_Exercise:_ Copy each line of the entries that includes the word "used".

_Given data:_

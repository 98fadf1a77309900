//! Dialect adapters and literal serialization for SQL backends.
//!
//! Architecture role:
//! - per-backend identifier quoting, pagination, and projection wrapping
//! - typed literal values rendered as dialect-safe SQL text
//!
//! Key modules:
//! - [`dialect`]
//! - [`literal`]

pub mod dialect;
pub mod literal;

pub use dialect::{dialect_for, Dialect};
pub use literal::{serialize, Literal};
//! Typed scalar/list values rendered as dialect-safe SQL literal text.

use std::mem::discriminant;

use chrono::{NaiveDate, NaiveDateTime, Timelike};
use serde::{Deserialize, Serialize};
use sqf_common::{DialectId, Result, SqfError};

/// A typed filter value that can be pushed down as SQL literal text.
///
/// Invariant: a `List` holds homogeneous scalar elements; nested lists are
/// rejected at serialization time.
#[derive(Debug, Clone, PartialEq, Serialize, Deserialize)]
pub enum Literal {
    Int(i64),
    Float(f64),
    Str(String),
    Bool(bool),
    Date(NaiveDate),
    Timestamp(NaiveDateTime),
    List(Vec<Literal>),
}

/// Renders `literal` as SQL text safe to embed in a query for `dialect`.
///
/// Total over the union; the only failure is the defensive invariant check
/// on malformed lists, which a well-typed filter tree never produces.
pub fn serialize(literal: &Literal, dialect: DialectId) -> Result<String> {
    match literal {
        Literal::Int(v) => Ok(v.to_string()),
        Literal::Float(v) => Ok(v.to_string()),
        Literal::Bool(v) => Ok(v.to_string()),
        Literal::Str(s) => Ok(quote_string(s, dialect)),
        Literal::Date(d) => Ok(format!("date '{}'", d.format("%Y-%m-%d"))),
        // Fixed 9-digit fraction so lexical and chronological order agree.
        Literal::Timestamp(ts) => Ok(format!(
            "timestamp '{}.{:09}'",
            ts.format("%Y-%m-%d %H:%M:%S"),
            ts.nanosecond()
        )),
        Literal::List(elems) => serialize_list(elems, dialect),
    }
}

fn quote_string(s: &str, dialect: DialectId) -> String {
    match dialect {
        // $$ delimiters sidestep escaping of embedded quote characters.
        DialectId::Snowflake => format!("$${s}$$"),
        _ => format!("'{}'", s.replace('\'', "''")),
    }
}

fn serialize_list(elems: &[Literal], dialect: DialectId) -> Result<String> {
    if let Some(first) = elems.first() {
        if matches!(first, Literal::List(_)) {
            return Err(SqfError::UnsupportedLiteral(
                "nested list in filter value".to_string(),
            ));
        }
        let tag = discriminant(first);
        if elems.iter().any(|e| discriminant(e) != tag) {
            return Err(SqfError::UnsupportedLiteral(
                "heterogeneous list in filter value".to_string(),
            ));
        }
    }
    let parts = elems
        .iter()
        .map(|e| serialize(e, dialect))
        .collect::<Result<Vec<_>>>()?;
    Ok(format!("({})", parts.join(", ")))
}
//! Column pruning: computes the minimal projected column set, the projected
//! query text, and per-column dictionary-encoding hints.

use std::collections::BTreeSet;

use serde::{Deserialize, Serialize};
use sqf_common::{Column, LogicalType, Result, SqfError, UnsupportedColumn};
use sqf_dialect::dialect_for;

use crate::scan::ScanRequest;

/// The reduced scan derived from a [`ScanRequest`].
///
/// Created once per request, consumed immediately by partitioning, then
/// discarded.
#[derive(Debug, Clone, Serialize, Deserialize)]
pub struct ProjectedScan {
    /// Projection-wrapped query text; the pushed-down `WHERE` fragment is
    /// appended to this later.
    pub final_query_text: String,
    /// Output columns in materialization order: requested columns first
    /// (caller order preserved), then the index column last if it was not
    /// already requested. Downstream slices results positionally, so this
    /// order is load-bearing.
    pub output_columns: Vec<Column>,
    /// Names of output columns that should be dictionary-encoded in memory.
    /// Static, type-driven classification; never a cardinality measurement.
    pub dictionary_candidates: BTreeSet<String>,
}

/// Reduces `request` to the minimal projected scan.
///
/// The used set is the union of the requested columns, every column
/// referenced in the filter tree, and the index column. Filter columns are
/// validated against `source_schema` but do not join the output. All
/// unmaterializable used columns are collected into a single
/// [`SqfError::UnsupportedColumnTypes`] report.
pub fn plan_scan(request: &ScanRequest, source_schema: &[Column]) -> Result<ProjectedScan> {
    if request.requested_columns.is_empty() && request.index_column.is_none() {
        return Err(SqfError::Planning(
            "scan requests no columns and no index; nothing to read".to_string(),
        ));
    }

    let mut used: Vec<&Column> = request.requested_columns.iter().collect();
    if let Some(filters) = &request.filters {
        for column in filters.columns() {
            if !source_schema.iter().any(|c| c.name == column.name) {
                return Err(SqfError::Planning(format!(
                    "filter references column '{}' absent from the source schema",
                    column.name
                )));
            }
            used.push(column);
        }
    }
    if let Some(index) = &request.index_column {
        used.push(index);
    }

    let mut offenders: Vec<UnsupportedColumn> = Vec::new();
    for column in &used {
        if !column.logical_type.is_materializable()
            && !offenders.iter().any(|o| o.name == column.name)
        {
            offenders.push(UnsupportedColumn {
                name: column.name.clone(),
                type_name: column.logical_type.type_name().to_string(),
            });
        }
    }
    if !offenders.is_empty() {
        return Err(SqfError::UnsupportedColumnTypes(offenders));
    }

    let mut output_columns = request.requested_columns.clone();
    if let Some(index) = &request.index_column {
        if !output_columns.iter().any(|c| c.name == index.name) {
            output_columns.push(index.clone());
        }
    }

    let dictionary_candidates = output_columns
        .iter()
        .filter(|c| c.logical_type == LogicalType::Utf8)
        .map(|c| c.name.clone())
        .collect::<BTreeSet<_>>();

    let dialect = dialect_for(request.backend);
    let names: Vec<String> = output_columns.iter().map(|c| c.name.clone()).collect();
    let projected = dialect.quote_identifiers(&names, &request.case_normalized);
    let final_query_text = dialect.wrap_projection(&request.base_query, &projected);

    Ok(ProjectedScan {
        final_query_text,
        output_columns,
        dictionary_candidates,
    })
}
use serde::{Deserialize, Serialize};

use crate::ids::DialectId;

/// Per-read configuration surface recognized by the table reader.
#[derive(Debug, Clone, Serialize, Deserialize)]
pub struct ReaderConfig {
    /// Target backend dialect.
    pub backend: DialectId,
    /// Number of parallel workers; must be positive.
    pub parallelism: u32,
    /// Optional cap on the total rows fetched across all workers.
    pub row_limit: Option<u64>,
}

impl Default for ReaderConfig {
    fn default() -> Self {
        Self {
            backend: DialectId::Generic,
            parallelism: 1,
            row_limit: None,
        }
    }
}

_Task output:_
/// The used set is the union of the requested columns, every column
/// unmaterializable used columns are collected into a single
    let mut used: Vec<&Column> = request.requested_columns.iter().collect();
            used.push(column);
        used.push(index);
    for column in &used {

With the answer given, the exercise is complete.